#ElPerúQueQueremos

Mi vida con Nerea

Publicado: 2018-03-06

Su corazón había marcado 75 latidos por minuto. Luego subió a 90 y después a 132. Era lo que normalmente marcaba cuando trotaba y se encontraba en estado de esfuerzo medio, sin agitación. Sin embargo él no estaba trotando. No hacia ningún ejercicio físico en ese momento. Se encontraba sentado en su sillón donde solía leer, o descansar mientras dejaba que el tiempo avance sin sentido alguno. Al mismo tiempo que su corazón latía con cierta vehemencia, su cabeza producía un leve dolor y una sensación de pesadez como si de pronto su tamaño o su masa se hubiesen incrementado de un momento a otro, haciendo que su cuerpo tenga menos capacidad para sobrellevarla sin dificultad.  

En ese momento pensaba en su hija. En como el tiempo había pasado sin que casi lo notara, convirtiéndola en una niña perspicaz, respondona y alegre, todo esto cuando en su memoria aún estaba fresco el día que había nacido y cómo transcurrieron sus primeros meses de vida, cuando día a día aprendía a acoplarse al mundo que la había acogido. No era una sensación agradable. Aunque tampoco le resultaba desalentadora. Era un estado de suspensión que al mismo tiempo lo sobre exaltaba, pero que lejos de excitarlo provocaban en él algo parecido a un sentimiento de resignación. Sentimiento que pocas veces había experimentado, y que sin embargo, parecía recordar muy bien como para no alarmarse.

Encendió un cigarrillo sabiendo de los riesgos que ello suponía en ese estado. Exhaló profundamente una bocanada de humo hasta lo más hondo de sus pulmones y continuó quieto en su sillón. El rostro de su hija permanecía fijo en su mente, casi como si estuviera delante de sí. Lo miraba, lo exploraba con paciencia, procurando notar el momento en que ese rostro de bebe había trasmutado en aquel rostro de niña con gesto picaresco, que era capaz de enfrentársele cuantas veces hiciera falta para captar su atención, hasta subyugarlo completamente. En esas ocasiones, él se entregaba por completo, sin resistencia alguna hasta que ella lograba su propósito. Casi siempre el juego consistía en dejar que ella lo dominara para que él termine por conducirla al lugar que requería llegar. No era fácil, dado que él tampoco era de aquellas personas que se entregaran completamente sin dar batalla cuando se sentía acechado. Pero así era el juego. Y ambos sabían que la única regla era tener claro que su amor era incondicional.

- Duérmete. Mañana tienes que ir al colegio. Te costará despertar.

- Papi, yo soy como tú. Siempre me despierto. Y siempre llego a tiempo. Aunque me cueste.

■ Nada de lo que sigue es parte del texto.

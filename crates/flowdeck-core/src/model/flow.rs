// ── Flow domain types ──

use chrono::{DateTime, Utc};
use serde::Serialize;

use super::Entity;
use super::flow_id::FlowId;

/// What kind of exchange a flow captured.
#[derive(
    Debug,
    Clone,
    Copy,
    PartialEq,
    Eq,
    Hash,
    Default,
    Serialize,
    strum::Display,
    strum::EnumString,
    strum::IntoStaticStr,
)]
#[serde(rename_all = "lowercase")]
#[strum(serialize_all = "lowercase", ascii_case_insensitive)]
#[non_exhaustive]
pub enum FlowKind {
    Http,
    Tcp,
    Udp,
    Dns,
    #[default]
    Unknown,
}

/// Request line and framing details.
#[derive(Debug, Clone, PartialEq, Serialize)]
pub struct RequestSummary {
    pub method: String,
    pub scheme: String,
    pub host: String,
    pub port: u16,
    pub path: String,
    pub http_version: String,
    pub content_length: Option<u64>,
    pub started_at: Option<DateTime<Utc>>,
}

impl RequestSummary {
    /// `scheme://host[:port]path`, omitting the port when it is the scheme default.
    pub fn url(&self) -> String {
        let default_port = matches!(
            (self.scheme.as_str(), self.port),
            ("http", 80) | ("https", 443) | (_, 0)
        );
        if default_port {
            format!("{}://{}{}", self.scheme, self.host, self.path)
        } else {
            format!("{}://{}:{}{}", self.scheme, self.host, self.port, self.path)
        }
    }
}

#[derive(Debug, Clone, PartialEq, Serialize)]
pub struct ResponseSummary {
    pub status_code: u16,
    pub reason: String,
    pub http_version: String,
    pub content_length: Option<u64>,
    pub finished_at: Option<DateTime<Utc>>,
}

/// A captured network exchange.
#[derive(Debug, Clone, PartialEq, Serialize)]
pub struct Flow {
    pub id: FlowId,
    pub kind: FlowKind,
    pub intercepted: bool,
    pub modified: bool,
    /// Marker label, `None` when the flow is unmarked.
    pub marked: Option<String>,
    pub client_addr: Option<String>,
    pub request: Option<RequestSummary>,
    pub response: Option<ResponseSummary>,
    pub error: Option<String>,
    pub created_at: Option<DateTime<Utc>>,
    /// The record exactly as the server sent it.
    #[serde(skip)]
    pub raw: serde_json::Value,
}

impl Entity for Flow {
    type Id = FlowId;

    fn id(&self) -> &FlowId {
        &self.id
    }
}

impl Flow {
    pub fn method(&self) -> Option<&str> {
        self.request.as_ref().map(|r| r.method.as_str())
    }

    pub fn host(&self) -> Option<&str> {
        self.request.as_ref().map(|r| r.host.as_str())
    }

    pub fn path(&self) -> Option<&str> {
        self.request.as_ref().map(|r| r.path.as_str())
    }

    pub fn status_code(&self) -> Option<u16> {
        self.response.as_ref().map(|r| r.status_code)
    }

    pub fn is_marked(&self) -> bool {
        self.marked.is_some()
    }

    /// Combined request and response body size, when either is known.
    pub fn total_size(&self) -> Option<u64> {
        let req = self.request.as_ref().and_then(|r| r.content_length);
        let resp = self.response.as_ref().and_then(|r| r.content_length);
        match (req, resp) {
            (None, None) => None,
            (a, b) => Some(a.unwrap_or(0) + b.unwrap_or(0)),
        }
    }

    /// Elapsed time between request start and response end.
    pub fn duration(&self) -> Option<chrono::Duration> {
        let start = self.request.as_ref()?.started_at?;
        let end = self.response.as_ref()?.finished_at?;
        Some(end - start)
    }

    /// One-line description used for free-text matching and plain output.
    pub fn summary_line(&self) -> String {
        let mut line = match &self.request {
            Some(req) => format!("{} {}", req.method, req.url()),
            None => format!("{} {}", self.kind, self.client_addr.as_deref().unwrap_or("-")),
        };
        if let Some(resp) = &self.response {
            line.push_str(&format!(" {}", resp.status_code));
        }
        if let Some(err) = &self.error {
            line.push_str(&format!(" error: {err}"));
        }
        line
    }
}

#[cfg(test)]
#[allow(clippy::unwrap_used)]
pub(crate) mod fixtures {
    use super::*;

    /// Minimal HTTP flow for tests.
    pub(crate) fn http_flow(id: &str, method: &str, host: &str, path: &str, status: Option<u16>) -> Flow {
        Flow {
            id: FlowId::from(id),
            kind: FlowKind::Http,
            intercepted: false,
            modified: false,
            marked: None,
            client_addr: Some("127.0.0.1:50000".into()),
            request: Some(RequestSummary {
                method: method.into(),
                scheme: "https".into(),
                host: host.into(),
                port: 443,
                path: path.into(),
                http_version: "HTTP/1.1".into(),
                content_length: Some(0),
                started_at: None,
            }),
            response: status.map(|code| ResponseSummary {
                status_code: code,
                reason: String::new(),
                http_version: "HTTP/1.1".into(),
                content_length: Some(100),
                finished_at: None,
            }),
            error: None,
            created_at: None,
            raw: serde_json::Value::Null,
        }
    }
}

- Si, pero es hora que duermas. Todos necesitamos descansar la cabeza. Sino se nos quema.

- Papi, no exageres.

Cuando cerraba los ojos ingresaba en un sueño profundo casi de inmediato. Muchas veces se levantaba a media noche y se ponía a hablar con sus amigos o amigas del colegio. Otras veces me hablaba a mí y me contaba lo que había hecho. O me relataba algún suceso que había llamado su atención de manera especial durante el día. Hubo ocasiones en las que ambos nos despertábamos casi al mismo tiempo y conversábamos desarticuladamente de cualquier cosa sin darnos cuenta. Esas ocasiones terminaban casi siempre con risas cuando verdaderamente nos despertábamos. Y luego volvíamos nuevamente a la cama a dormir. En esas ocasiones la complicidad era mayor a nuestra falta de sueño al día siguiente. Y aunque no recordábamos lo que habíamos hablado, nos reíamos a grandes carcajadas cuando volvía a nuestra memoria esos sucesos.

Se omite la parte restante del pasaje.